--- START ---
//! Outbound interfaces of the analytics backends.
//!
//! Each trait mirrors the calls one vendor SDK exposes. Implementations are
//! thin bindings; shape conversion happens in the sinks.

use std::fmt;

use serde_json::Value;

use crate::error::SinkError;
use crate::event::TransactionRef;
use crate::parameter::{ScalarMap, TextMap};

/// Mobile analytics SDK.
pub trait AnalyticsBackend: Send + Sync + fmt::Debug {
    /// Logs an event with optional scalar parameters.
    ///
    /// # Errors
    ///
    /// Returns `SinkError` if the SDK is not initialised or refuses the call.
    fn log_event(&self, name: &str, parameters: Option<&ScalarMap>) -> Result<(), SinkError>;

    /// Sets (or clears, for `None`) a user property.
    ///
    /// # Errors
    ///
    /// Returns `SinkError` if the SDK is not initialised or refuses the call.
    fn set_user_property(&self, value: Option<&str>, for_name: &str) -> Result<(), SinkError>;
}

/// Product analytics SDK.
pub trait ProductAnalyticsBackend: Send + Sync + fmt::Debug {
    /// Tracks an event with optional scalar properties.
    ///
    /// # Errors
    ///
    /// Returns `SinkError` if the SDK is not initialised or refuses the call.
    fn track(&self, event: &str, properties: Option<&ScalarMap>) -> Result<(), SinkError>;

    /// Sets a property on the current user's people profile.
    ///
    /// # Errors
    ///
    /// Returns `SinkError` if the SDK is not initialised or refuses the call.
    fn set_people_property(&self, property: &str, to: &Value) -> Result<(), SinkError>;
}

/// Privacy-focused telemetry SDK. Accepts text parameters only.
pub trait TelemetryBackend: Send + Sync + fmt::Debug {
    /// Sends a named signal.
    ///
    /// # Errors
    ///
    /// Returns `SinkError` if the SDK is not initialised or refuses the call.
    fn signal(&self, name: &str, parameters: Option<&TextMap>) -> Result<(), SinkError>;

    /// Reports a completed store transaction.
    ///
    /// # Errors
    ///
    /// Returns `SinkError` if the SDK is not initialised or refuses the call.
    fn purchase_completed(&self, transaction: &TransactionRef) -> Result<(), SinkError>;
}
--- END ---
§ **TASK DESCRIPTION**
Once you have read the material, set it down again word for word.

§ **SOLUTION BELOW**
//! Outbound interfaces of the analytics backends.
//!
//! Each trait mirrors the calls one vendor SDK exposes. Implementations are
//! thin bindings; shape conversion happens in the sinks.

use std::fmt;

use serde_json::Value;

use crate::error::SinkError;
use crate::event::TransactionRef;
use crate::parameter::{ScalarMap, TextMap};

/// Mobile analytics SDK.
pub trait AnalyticsBackend: Send + Sync + fmt::Debug {
    /// Logs an event with optional scalar parameters.
    ///
    /// # Errors
    ///
    /// Returns `SinkError` if the SDK is not initialised or refuses the call.
    fn log_event(&self, name: &str, parameters: Option<&ScalarMap>) -> Result<(), SinkError>;

    /// Sets (or clears, for `None`) a user property.
    ///
    /// # Errors
    ///
    /// Returns `SinkError` if the SDK is not initialised or refuses the call.
    fn set_user_property(&self, value: Option<&str>, for_name: &str) -> Result<(), SinkError>;
}

/// Product analytics SDK.
pub trait ProductAnalyticsBackend: Send + Sync + fmt::Debug {
    /// Tracks an event with optional scalar properties.
    ///
    /// # Errors
    ///
    /// Returns `SinkError` if the SDK is not initialised or refuses the call.
    fn track(&self, event: &str, properties: Option<&ScalarMap>) -> Result<(), SinkError>;

    /// Sets a property on the current user's people profile.
    ///
    /// # Errors
    ///
    /// Returns `SinkError` if the SDK is not initialised or refuses the call.
    fn set_people_property(&self, property: &str, to: &Value) -> Result<(), SinkError>;
}

/// Privacy-focused telemetry SDK. Accepts text parameters only.
pub trait TelemetryBackend: Send + Sync + fmt::Debug {
    /// Sends a named signal.
    ///
    /// # Errors
    ///
    /// Returns `SinkError` if the SDK is not initialised or refuses the call.
    fn signal(&self, name: &str, parameters: Option<&TextMap>) -> Result<(), SinkError>;

    /// Reports a completed store transaction.
    ///
    /// # Errors
    ///
    /// Returns `SinkError` if the SDK is not initialised or refuses the call.
    fn purchase_completed(&self, transaction: &TransactionRef) -> Result<(), SinkError>;
}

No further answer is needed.